Within the last decade it has hosted major international acts including the likes of Westlife, Steps, Kylie Minogue, blink-182, Rihanna, The Prodigy, Fall Out Boy, My Chemical Romance, Foo Fighters, Jay-Z, 50 Cent, The Killers, Hey Ocean, Katy Perry and Paramore, as well as comedians such as Frankie Boyle, Ricky Tomlinson, Peter Kay, Michael McIntyre and Russell Howard.

One Direction have also played the AECC as part of The X Factor Live Tour 2011.

Since 2006, it has played host to the Premier League Darts.

The arena has also played host to WWE wrestling events, Torville and Dean, Disney on Ice, World Snooker's Grand Prix Championship, The X Factor Live Tour and The Britain's Got Talent Live Tour.

The AECC also hosted many trade conference and exhibitions the largest of which is the biennial SPE Offshore Europe the oil and gas exhibition and conference that which place on alternate years in September.

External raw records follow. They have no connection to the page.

//! stepdeck show - Print what is visible at one position of a deck

use std::num::NonZeroUsize;

use clap::Args;

use crate::app::AppContext;
use crate::cli::formatters::SlideView;
use crate::cli::output::emit;
use crate::core::{PresentationEngine, ProgressStyle};
use crate::error::Result;

#[derive(Args, Debug)]
pub struct ShowArgs {
    /// Deck file, or a deck name found on the configured search paths
    pub deck: String,

    /// Slide number, starting at 1
    #[arg(long, short = 's', default_value = "1")]
    pub slide: NonZeroUsize,

    /// Number of reveal units to show (clamped to the slide's count)
    #[arg(long, short = 'k', conflicts_with = "all")]
    pub step: Option<usize>,

    /// Reveal every unit of the slide
    #[arg(long, short = 'a')]
    pub all: bool,

    /// Also print transition and background identifiers
    #[arg(long)]
    pub metadata: bool,
}

pub fn run(ctx: &AppContext, args: &ShowArgs) -> Result<()> {
    let (path, mut engine) = ctx.open_engine(&args.deck)?;
    tracing::debug!(path = %path.display(), slide = args.slide.get(), step = ?args.step, "show");

    seek(&mut engine, args.slide.get() - 1, args.step, args.all)?;

    let presenter = &ctx.config.presenter;
    let mut view = SlideView::new(&engine).with_metadata(args.metadata || presenter.show_metadata);
    if !presenter.show_progress {
        view = view.with_progress_style(ProgressStyle::None);
    } else if let Some(style) = presenter.progress_style {
        view = view.with_progress_style(style);
    }
    emit(&view, ctx.output_format)
}

/// Walk the engine to `(slide, min(step, count))` using only its public
/// navigation operations.
pub fn seek(
    engine: &mut PresentationEngine,
    slide: usize,
    step: Option<usize>,
    all: bool,
) -> Result<()> {
    engine.jump_to_slide(slide)?;
    let count = engine.current_slide().reveal_unit_count();
    let steps = if all {
        count
    } else {
        step.unwrap_or(0).min(count)
    };
    for _ in 0..steps {
        engine.advance();
    }
    Ok(())
}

The final event ever held at the AECC was an outdoor performance by Rod Stewart on July 15, 2019. The performance was originally scheduled for June 12, 2019, but this was cancelled due to dangerous weather conditions.

===Replacement centre===

The Event Complex Aberdeen (TECA) opened in August 2019, replacing the AECC.

=== Post-closure ===
Demolition of the arena began in March 2020. Part of the centre, facing on to Ellon Road, was purchased by a church in September for £1.8 million. In October 2021, it was reported that the land where the arena once stood would be redeveloped for housing.